Add visual highlighting to network nodes, to be used in plot_network

	Type	Default	Details
network	DiGraph		Biosynthetic network
highlight	str		What to highlight: motif/species/abundance/conservation
motif	Optional	None	Motif to highlight; highlight=motif
abundance_df	Optional	None	Glycan abundance data; highlight=abundance
glycan_col	str	glycan	Glycan column name; highlight=abundance
intensity_col	str	rel_intensity	Intensity column name; highlight=abundance
conservation_df	Optional	None	Species-glycan data; highlight=conservation
network_dic	Optional	None	Species:network mapping; highlight=conservation/species
species	Optional	None	Species to highlight; highlight=species
Returns	DiGraph		Network with highlight attributes (‘origin’ (motif/species) or ‘abundance’ (abundance/conservation) node attribute)

export_network

 export_network (network:networkx.classes.digraph.DiGraph, filepath:str,
                 other_node_attributes:Optional[List[str]]=None)

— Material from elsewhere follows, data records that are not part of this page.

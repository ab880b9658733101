use std::collections::HashSet;
use std::sync::Arc;
use std::time::Duration;

use bitcoin::OutPoint;
use eyre::{Context, Result};
use parking_lot::Mutex;
use tokio::time::MissedTickBehavior;
use tokio_util::sync::CancellationToken;
use tokio_util::task::TaskTracker;

use hue_marshal::{Hashable, ObjectHash};
use hue_scanner::{ColorScanner, ScannerError};
use hue_track::ColorProof;

use crate::{LookupConfig, ProofFetcher};

/// Lookup of the color of one output.
#[derive(Debug, Clone, Copy, PartialEq, Eq)]
struct LookupTask {
    outpoint: OutPoint,
    /// Number of failed fetches so far.
    attempt: u32,
}

impl LookupTask {
    fn new(outpoint: OutPoint) -> Self {
        Self {
            outpoint,
            attempt: 0,
        }
    }

    fn retry(self) -> Self {
        Self {
            attempt: self.attempt.saturating_add(1),
            ..self
        }
    }
}

/// State shared by the service and its workers.
struct LookupContext<F> {
    config: LookupConfig,
    scanner: Arc<ColorScanner>,
    fetcher: Arc<F>,
    sender: flume::Sender<LookupTask>,
    /// Outputs queued, being fetched or waiting for a retry.
    scheduled: Mutex<HashSet<OutPoint>>,
}

impl<F> LookupContext<F> {
    fn schedule(&self, outpoint: OutPoint) -> bool {
        if !self.scheduled.lock().insert(outpoint) {
            return false;
        }

        tracing::debug!(outpoint = %outpoint, "Scheduled color lookup");

        // The service holds a receiver for as long as the context lives.
        let _ = self.sender.send(LookupTask::new(outpoint));

        true
    }

    fn schedule_pending(&self) -> Result<usize, ScannerError> {
        let mut scheduled = 0;

        for txid in self.scanner.resolve_pending()? {
            for outpoint in self.scanner.unknown_outputs(&txid) {
                if self.schedule(outpoint) {
                    scheduled += 1;
                }
            }
        }

        Ok(scheduled)
    }

    fn finish(&self, outpoint: &OutPoint) {
        self.scheduled.lock().remove(outpoint);
    }
}

/// Outcome of one lookup attempt.
#[derive(Debug, Clone, Copy, PartialEq, Eq)]
enum Attempt {
    Done,
    /// The lookup stays scheduled until the retry runs.
    Retrying,
}

/// Resolves colors of pending transactions the scanner can't derive locally
/// by fetching color proofs from the network.
///
/// Transactions becoming pending while the service runs are picked up every
/// [`LookupConfig::pending_interval`]. Failed fetches are retried with
/// exponential backoff and random jitter. Cancelling the service stops the
/// scanner.
pub struct LookupService<F> {
    context: Arc<LookupContext<F>>,
    receiver: flume::Receiver<LookupTask>,
}

impl<F: ProofFetcher> LookupService<F> {
    pub fn new(config: LookupConfig, scanner: Arc<ColorScanner>, fetcher: Arc<F>) -> Self {
        let (sender, receiver) = flume::unbounded();

        Self {
            context: Arc::new(LookupContext {
                config,
                scanner,
                fetcher,
                sender,
                scheduled: Mutex::new(HashSet::new()),
            }),
            receiver,
        }
    }

    pub fn scanner(&self) -> &Arc<ColorScanner> {
        &self.context.scanner
    }

    /// Resolve what the scanner can derive locally and schedule lookups of
    /// the outputs of pending transactions that are still unknown. Returns
    /// the number of newly scheduled lookups.
    pub fn schedule_pending(&self) -> Result<usize, ScannerError> {
        self.context.schedule_pending()
    }

    /// Schedule the lookup of one output. Returns `false` if it is already
    /// scheduled.
    pub fn schedule(&self, outpoint: OutPoint) -> bool {
        self.context.schedule(outpoint)
    }

    pub async fn run(self, cancellation: CancellationToken) {
        let task_tracker = TaskTracker::new();

        for index in 0..self.context.config.workers.max(1) {
            let worker = LookupWorker {
                index,
                context: self.context.clone(),
                receiver: self.receiver.clone(),
                task_tracker: task_tracker.clone(),
            };

            task_tracker.spawn(worker.run(cancellation.child_token()));
        }

        task_tracker.spawn(check_pending(self.context.clone(), cancellation.child_token()));

        task_tracker.close();
        task_tracker.wait().await;

        tracing::info!("Lookup service stopped, stopping scanner");
        self.context.scanner.stop();
    }
}

/// Schedule lookups for pending transactions until cancelled.
async fn check_pending<F: ProofFetcher>(
    context: Arc<LookupContext<F>>,
    cancellation: CancellationToken,
) {
    // Zero periods are rejected by tokio.
    let period = context.config.pending_interval.max(Duration::from_millis(1));
    let mut interval = tokio::time::interval(period);
    interval.set_missed_tick_behavior(MissedTickBehavior::Delay);

    loop {
        tokio::select! {
            _ = interval.tick() => {
                match context.schedule_pending() {
                    Ok(0) => {}
                    Ok(scheduled) => {
                        tracing::debug!(scheduled, "Scheduled lookups of pending transactions");
                    }
                    Err(err) => tracing::error!("Failed to schedule pending lookups: {}", err),
                }
            }
            _ = cancellation.cancelled() => {
                tracing::trace!("Cancellation received, stopping pending check");
                return;
            }
        }
    }
}

struct LookupWorker<F> {
    /// Index of the worker in the pool.
    index: usize,
    context: Arc<LookupContext<F>>,
    receiver: flume::Receiver<LookupTask>,
    /// Tracks delayed retries, so that the service waits for them.
    task_tracker: TaskTracker,
}

impl<F: ProofFetcher> LookupWorker<F> {
    async fn run(self, cancellation: CancellationToken) {
        loop {
            tokio::select! {
                task_received = self.receiver.recv_async() => {
                    let Ok(task) = task_received else {
                        tracing::trace!(index = self.index, "All lookup task senders are dropped");
                        return;
                    };

                    if let Err(err) = self.handle_task(task, &cancellation).await {
                        tracing::error!(index = self.index, "Failed to handle a lookup: {:?}", err);
                    }
                }
                _ = cancellation.cancelled() => {
                    tracing::trace!(index = self.index, "Cancellation received, stopping LookupWorker");
                    return;
                }
            }
        }
    }

    /// Run one lookup attempt. The output stays scheduled only while a
    /// retry is waiting.
    async fn handle_task(&self, task: LookupTask, cancellation: &CancellationToken) -> Result<()> {
        let attempt = self.attempt(task, cancellation).await;

        if !matches!(attempt, Ok(Attempt::Retrying)) {
            self.context.finish(&task.outpoint);
        }

        attempt.map(|_| ())
    }

    async fn attempt(&self, task: LookupTask, cancellation: &CancellationToken) -> Result<Attempt> {
        let scanner = &self.context.scanner;

        scanner
            .resolve_pending()
            .wrap_err("failed to resolve pending transactions")?;

        if !scanner
            .unknown_outputs(&task.outpoint.txid)
            .contains(&task.outpoint)
        {
            tracing::trace!(
                index = self.index,
                outpoint = %task.outpoint,
                "Color resolved without lookup"
            );
            return Ok(Attempt::Done);
        }

        let fetched = tokio::select! {
            fetched = self.context.fetcher.fetch(task.outpoint) => fetched,
            _ = cancellation.cancelled() => return Ok(Attempt::Done),
        };

        let proofs = match fetched {
            Ok(proofs) => proofs,
            Err(err) => {
                tracing::warn!(
                    index = self.index,
                    outpoint = %task.outpoint,
                    attempt = task.attempt,
                    "Failed to fetch color proofs: {}",
                    err
                );
                self.schedule_retry(task, cancellation);
                return Ok(Attempt::Retrying);
            }
        };

        if !scanner.is_started() {
            tracing::debug!(
                index = self.index,
                outpoint = %task.outpoint,
                "Scanner is stopped, dropping fetched proofs"
            );
            return Ok(Attempt::Done);
        }

        for (hash, proof) in proofs {
            self.merge(task.outpoint, hash, &proof);
        }

        let unresolved = scanner
            .resolve_pending()
            .wrap_err("failed to resolve pending transactions")?;

        tracing::debug!(
            index = self.index,
            outpoint = %task.outpoint,
            unresolved = unresolved.len(),
            "Finished color lookup"
        );

        Ok(Attempt::Done)
    }

    /// Merge a fetched proof into the track of its definition. Proofs of
    /// definitions the scanner doesn't follow are dropped.
    fn merge(&self, outpoint: OutPoint, hash: ObjectHash, proof: &ColorProof) {
        let scanner = &self.context.scanner;

        if proof.definition().hash() != hash {
            tracing::warn!(
                outpoint = %outpoint,
                definition = %hash,
                "Dropping proof filed under another definition"
            );
            return;
        }

        if scanner.definition(&hash).is_none() {
            tracing::info!(
                outpoint = %outpoint,
                definition = %hash,
                "Dropping proof of a definition that is not followed"
            );
            return;
        }

        match scanner.merge_proof(proof) {
            Ok(applied) => tracing::debug!(
                outpoint = %outpoint,
                definition = %hash,
                applied,
                "Merged fetched color proof"
            ),
            Err(err) => tracing::warn!(
                outpoint = %outpoint,
                definition = %hash,
                "Rejected fetched color proof: {}",
                err
            ),
        }
    }

    /// Re-enqueue the task after the backoff delay without blocking the
    /// worker.
    fn schedule_retry(&self, task: LookupTask, cancellation: &CancellationToken) {
        let config = &self.context.config;
        let delay = config.retry_delay(task.attempt, config.random_jitter());
        let context = self.context.clone();
        let cancellation = cancellation.clone();

        tracing::debug!(
            outpoint = %task.outpoint,
            attempt = task.attempt,
            delay_ms = delay.as_millis() as u64,
            "Scheduled lookup retry"
        );

        self.task_tracker.spawn(async move {
            tokio::select! {
                _ = tokio::time::sleep(delay) => {
                    let _ = context.sender.send_async(task.retry()).await;
                }
                _ = cancellation.cancelled() => context.finish(&task.outpoint),
            }
        });
    }
}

Export network to Cytoscape/Gephi compatible files

	Type	Default	Details
network	DiGraph		Biosynthetic network
filepath	str		Output path prefix, will be appended by file description and type
other_node_attributes	Optional	None	Additional attributes for extraction
Returns	None		Saves network files (edge list/labels + node IDs and labels)

get_maximum_flow

 get_maximum_flow (network:networkx.classes.digraph.DiGraph,
                   source:str='Gal(b1-4)Glc-ol',
                   sinks:Optional[List[str]]=None)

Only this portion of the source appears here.